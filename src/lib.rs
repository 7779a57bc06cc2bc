use query::QueryService;
use sqlx::{Pool, Sqlite};
use store::QuoteStore;

pub mod constants;
pub mod error;
pub mod init;
pub mod models;
pub mod query;
pub mod routes;
pub mod seed;
pub mod store;
pub mod telemetry;
pub mod views;

/// shared state handed to every route.
#[derive(Clone, Debug)]
pub struct Data {
    store: QuoteStore,
    quotes: QueryService,
}

impl Data {
    pub fn new(db: Pool<Sqlite>) -> Self {
        let store = QuoteStore::new(db);
        let quotes = QueryService::new(store.clone());

        Self { store, quotes }
    }

    pub fn store(&self) -> &QuoteStore {
        &self.store
    }

    pub fn quotes(&self) -> &QueryService {
        &self.quotes
    }
}
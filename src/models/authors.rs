pub const UNKNOWN_AUTHOR: &str = "Unknown";

#[derive(Clone, Debug, PartialEq, Eq, sqlx::FromRow)]
pub struct Author {
    pub id: i64,
    pub name: String,
}
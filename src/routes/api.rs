use axum::{
    extract::{Path, Query, State},
    response::{IntoResponse, Response},
    routing::get,
    Json, Router,
};
use serde_json::json;

use crate::{
    error::Error,
    models::quotes::Quote,
    routes::{parse_id, quotes::SearchParams},
    Data,
};

pub fn router() -> Router<Data> {
    Router::new()
        .route("/quotes", get(list))
        .route("/quotes/random", get(random))
        .route("/quotes/{id}", get(single))
        .fallback(not_found)
}

/// wraps [`Error`] so json routes answer with a json body instead of the error page.
#[derive(Debug)]
pub struct ApiError(pub Error);

impl From<Error> for ApiError {
    fn from(err: Error) -> Self {
        Self(err)
    }
}

impl IntoResponse for ApiError {
    fn into_response(self) -> Response {
        let status = self.0.status_code();

        if status.is_server_error() {
            tracing::error!(err = ?self.0, "an error occurred when handling api request");
        }

        (status, Json(json!({ "error": self.0.public_message() }))).into_response()
    }
}

#[tracing::instrument(skip_all, fields(q = ?params.q))]
pub async fn list(
    State(data): State<Data>,
    Query(params): Query<SearchParams>,
) -> Result<Json<Vec<Quote>>, ApiError> {
    let quotes = data.quotes.search(params.q.as_deref()).await?;

    Ok(Json(quotes))
}

#[tracing::instrument(skip_all)]
pub async fn random(State(data): State<Data>) -> Result<Json<Quote>, ApiError> {
    Ok(Json(data.quotes.random().await?))
}

#[tracing::instrument(skip_all, fields(id = %id))]
pub async fn single(
    State(data): State<Data>,
    Path(id): Path<String>,
) -> Result<Json<Quote>, ApiError> {
    let quote = data.quotes.get(parse_id(&id)?).await?;

    Ok(Json(quote))
}

async fn not_found() -> ApiError {
    ApiError(Error::PageNotFound)
}
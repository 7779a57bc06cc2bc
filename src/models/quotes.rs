use serde::{Deserialize, Serialize};
use time::OffsetDateTime;

#[derive(Clone, Debug, PartialEq, Eq, Deserialize, Serialize, sqlx::FromRow)]
pub struct Quote {
    pub id: i64,
    pub text: String,
    /// snapshot of the attribution taken when the quote was created.
    pub author_name: String,
    pub is_draft: bool,
    #[serde(with = "time::serde::rfc3339")]
    pub created_at: OffsetDateTime,
    pub author_id: Option<i64>,
}

/// a quote that has not been stored yet.
#[derive(Clone, Debug, Default, PartialEq, Eq)]
pub struct NewQuote {
    pub text: String,
    pub author_name: Option<String>,
    pub is_draft: bool,
    pub author_id: Option<i64>,
}

impl NewQuote {
    pub fn new(text: impl Into<String>) -> Self {
        Self {
            text: text.into(),
            ..Default::default()
        }
    }

    pub fn draft(mut self) -> Self {
        self.is_draft = true;
        self
    }

    pub fn by(mut self, author_id: i64) -> Self {
        self.author_id = Some(author_id);
        self
    }

    pub fn attributed_to(mut self, author_name: impl Into<String>) -> Self {
        self.author_name = Some(author_name.into());
        self
    }
}
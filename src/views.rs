//! askama view models for the html pages.

use askama::Template;
use axum::{http::StatusCode, response::Html};
use time::macros::format_description;

use crate::{error::Error, models::quotes::Quote};

pub fn render<T: Template>(template: &T) -> Result<Html<String>, Error> {
    let html = template
        .render()
        .inspect_err(|e| tracing::error!(err = ?e, "an error occurred when rendering template"))?;

    Ok(Html(html))
}

#[derive(Clone, Debug)]
pub struct QuoteRow {
    pub id: i64,
    pub text: String,
    pub author_name: String,
    pub is_draft: bool,
    pub created_on: String,
}

impl From<Quote> for QuoteRow {
    fn from(quote: Quote) -> Self {
        Self {
            id: quote.id,
            created_on: quote
                .created_at
                .format(format_description!("[year]-[month]-[day]"))
                .unwrap_or_default(),
            text: quote.text,
            author_name: quote.author_name,
            is_draft: quote.is_draft,
        }
    }
}

#[derive(Template)]
#[template(path = "index.html")]
pub struct IndexView {
    pub quotes: Vec<QuoteRow>,
    pub query: String,
}

impl IndexView {
    pub fn new(quotes: Vec<Quote>, query: Option<&str>) -> Self {
        Self {
            quotes: quotes.into_iter().map(QuoteRow::from).collect(),
            query: query.unwrap_or_default().to_string(),
        }
    }
}

#[derive(Template)]
#[template(path = "single.html")]
pub struct QuoteView {
    pub quote: QuoteRow,
}

impl QuoteView {
    pub fn new(quote: Quote) -> Self {
        Self {
            quote: quote.into(),
        }
    }
}

#[derive(Template)]
#[template(path = "error.html")]
pub struct ErrorView {
    pub status: u16,
    pub reason: String,
    pub message: String,
}

impl ErrorView {
    pub fn new(status: StatusCode, message: &str) -> Self {
        Self {
            status: status.as_u16(),
            reason: status.canonical_reason().unwrap_or("Error").to_string(),
            message: message.to_string(),
        }
    }
}

#[cfg(test)]
mod tests {
    use time::macros::datetime;

    use super::*;

    fn quote(id: i64, text: &str, is_draft: bool) -> Quote {
        Quote {
            id,
            text: text.to_string(),
            author_name: "Unknown".to_string(),
            is_draft,
            created_at: datetime!(2024-03-05 12:00 UTC),
            author_id: None,
        }
    }

    #[test]
    fn index_escapes_quote_text() {
        let view = IndexView::new(vec![quote(1, "<script>alert(1)</script>", false)], None);

        let html = render(&view).unwrap().0;

        assert!(!html.contains("<script>alert(1)</script>"));
        assert!(html.contains("&lt;script&gt;"));
    }

    #[test]
    fn index_marks_drafts_and_keeps_query() {
        let view = IndexView::new(
            vec![quote(1, "published", false), quote(2, "unfinished", true)],
            Some("fin"),
        );

        let html = render(&view).unwrap().0;

        assert!(html.contains("href=\"/2\""));
        assert!(html.contains("<span class=\"badge\">draft</span>"));
        assert!(html.contains("value=\"fin\""));
    }

    #[test]
    fn empty_index_says_so() {
        let html = render(&IndexView::new(vec![], Some("xyz"))).unwrap().0;

        assert!(html.contains("no quotes found"));
    }

    #[test]
    fn single_quote_shows_author_and_date() {
        let mut q = quote(9, "know thyself", false);
        q.author_name = "Socrates".to_string();

        let html = render(&QuoteView::new(q)).unwrap().0;

        assert!(html.contains("know thyself"));
        assert!(html.contains("Socrates"));
        assert!(html.contains("2024-03-05"));
    }

    #[test]
    fn error_page_shows_status() {
        let html = render(&ErrorView::new(StatusCode::NOT_FOUND, "quote 3 does not exist."))
            .unwrap()
            .0;

        assert!(html.contains("404"));
        assert!(html.contains("Not Found"));
        assert!(html.contains("quote 3 does not exist."));
    }
}
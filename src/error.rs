use axum::{
    http::StatusCode,
    response::{IntoResponse, Response},
};

use crate::views::{self, ErrorView};

#[derive(Debug, thiserror::Error)]
pub enum Error {
    #[error("quote {0} does not exist.")]
    QuoteNotFound(i64),

    #[error("author {0} does not exist.")]
    AuthorNotFound(i64),

    #[error("there are no published quotes yet.")]
    NoPublishedQuotes,

    #[error("there's nothing here.")]
    PageNotFound,

    #[error("quote text must not be empty.")]
    EmptyText,

    #[error("author name must not be blank.")]
    BlankAuthorName,

    #[error("database error: {0}")]
    Database(#[from] sqlx::Error),

    #[error("template error: {0}")]
    Template(#[from] askama::Error),
}

impl Error {
    pub fn is_not_found(&self) -> bool {
        matches!(
            self,
            Error::QuoteNotFound(_)
                | Error::AuthorNotFound(_)
                | Error::NoPublishedQuotes
                | Error::PageNotFound
        )
    }

    pub fn status_code(&self) -> StatusCode {
        match self {
            e if e.is_not_found() => StatusCode::NOT_FOUND,
            Error::EmptyText | Error::BlankAuthorName => StatusCode::BAD_REQUEST,
            _ => StatusCode::INTERNAL_SERVER_ERROR,
        }
    }

    /// the message shown to visitors. internal failures stay in the logs.
    pub fn public_message(&self) -> String {
        if self.status_code() == StatusCode::INTERNAL_SERVER_ERROR {
            "something went wrong on our end.".to_string()
        } else {
            self.to_string()
        }
    }
}

impl IntoResponse for Error {
    fn into_response(self) -> Response {
        let status = self.status_code();

        if status == StatusCode::INTERNAL_SERVER_ERROR {
            tracing::error!(err = ?self, "an error occurred when handling request");
        }

        let message = self.public_message();

        match views::render(&ErrorView::new(status, &message)) {
            Ok(html) => (status, html).into_response(),
            Err(e) => {
                tracing::error!(err = ?e, "an error occurred when rendering error page");
                (status, message).into_response()
            }
        }
    }
}
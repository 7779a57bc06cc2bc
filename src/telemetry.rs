use opentelemetry::{global, trace::TracerProvider, KeyValue};
use opentelemetry_appender_tracing::layer::OpenTelemetryTracingBridge;
use opentelemetry_otlp::WithExportConfig;
use opentelemetry_sdk::{logs::SdkLoggerProvider, trace::SdkTracerProvider, Resource};
use std::env;
use tracing_subscriber::{layer::SubscriberExt, util::SubscriberInitExt, EnvFilter, Registry};

const SERVICE_NAME: &str = "quotebox";

/// keeps the otlp exporters alive; flushes them on [`TelemetryGuard::shutdown`].
#[derive(Default)]
pub struct TelemetryGuard {
    tracer_provider: Option<SdkTracerProvider>,
    log_provider: Option<SdkLoggerProvider>,
}

impl TelemetryGuard {
    pub fn shutdown(self) {
        if let Some(tracer_provider) = self.tracer_provider {
            if let Err(e) = tracer_provider.shutdown() {
                eprintln!("an error occurred when shutting down the tracer provider: {e:?}");
            }
        }

        if let Some(log_provider) = self.log_provider {
            if let Err(e) = log_provider.shutdown() {
                eprintln!("an error occurred when shutting down the logger provider: {e:?}");
            }
        }
    }
}

fn env_filter() -> EnvFilter {
    EnvFilter::try_from_default_env().unwrap_or_else(|_| EnvFilter::new("info"))
}

/// names this process for the collector. `OTEL_SERVICE_NAME` and `OTEL_SERVICE_VERSION`
/// override the crate's own name and version.
fn service_resource() -> Resource {
    let name = env::var("OTEL_SERVICE_NAME").unwrap_or_else(|_| SERVICE_NAME.to_string());
    let version =
        env::var("OTEL_SERVICE_VERSION").unwrap_or_else(|_| env!("CARGO_PKG_VERSION").to_string());

    Resource::builder()
        .with_service_name(name)
        .with_attribute(KeyValue::new("service.version", version))
        .build()
}

/// batch providers for spans and log records, both shipped over grpc to `endpoint`.
fn otlp_providers(endpoint: &str) -> anyhow::Result<(SdkTracerProvider, SdkLoggerProvider)> {
    let resource = service_resource();

    let spans = opentelemetry_otlp::SpanExporter::builder()
        .with_tonic()
        .with_endpoint(endpoint)
        .build()?;
    let tracer_provider = SdkTracerProvider::builder()
        .with_resource(resource.clone())
        .with_batch_exporter(spans)
        .build();

    let logs = opentelemetry_otlp::LogExporter::builder()
        .with_tonic()
        .with_endpoint(endpoint)
        .build()?;
    let log_provider = SdkLoggerProvider::builder()
        .with_resource(resource)
        .with_batch_exporter(logs)
        .build();

    Ok((tracer_provider, log_provider))
}

/// installs the global subscriber. spans and logs are exported over otlp only when
/// `OTEL_EXPORTER_OTLP_ENDPOINT` is set; otherwise everything goes to stdout.
pub fn init_telemetry() -> anyhow::Result<TelemetryGuard> {
    let subscriber = Registry::default()
        .with(env_filter())
        .with(tracing_subscriber::fmt::layer());

    let Ok(endpoint) = env::var("OTEL_EXPORTER_OTLP_ENDPOINT") else {
        subscriber.try_init()?;

        tracing::info!("no OTEL_EXPORTER_OTLP_ENDPOINT set, logging to stdout only.");
        return Ok(TelemetryGuard::default());
    };

    let (tracer_provider, log_provider) = otlp_providers(&endpoint)?;
    global::set_tracer_provider(tracer_provider.clone());

    subscriber
        .with(tracing_opentelemetry::layer().with_tracer(tracer_provider.tracer(SERVICE_NAME)))
        .with(OpenTelemetryTracingBridge::new(&log_provider))
        .try_init()?;

    tracing::info!(endpoint = %endpoint, "exporting traces and logs over otlp.");

    Ok(TelemetryGuard {
        tracer_provider: Some(tracer_provider),
        log_provider: Some(log_provider),
    })
}

#[cfg(test)]
mod tests {
    use super::*;

    #[test]
    fn resource_names_the_service() {
        let resource = service_resource();

        let name = resource
            .get(&opentelemetry::Key::from_static_str("service.name"))
            .map(|value| value.to_string());

        assert!(name.is_some_and(|name| !name.is_empty()));
    }
}
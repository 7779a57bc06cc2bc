use quotebox::{constants::STARTUP_TIME, init};

#[tokio::main]
async fn main() -> anyhow::Result<()> {
    let _ = dotenvy::dotenv();
    let _ = &*STARTUP_TIME;

    let server = init::init().await?;
    server.serve().await
}
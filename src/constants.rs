use std::sync::LazyLock;

pub mod version;

pub static STARTUP_TIME: LazyLock<std::time::SystemTime> =
    LazyLock::new(std::time::SystemTime::now);

pub const DEFAULT_LISTEN_ADDR: &str = "0.0.0.0:8000";
pub const DEFAULT_MAX_CONNECTIONS: u32 = 20;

•••

Exercise instructions — For each line of the listing that holds the word "http", show that line.

Finished exercise —
use axum::{http::StatusCode, response::Html};
    http::StatusCode,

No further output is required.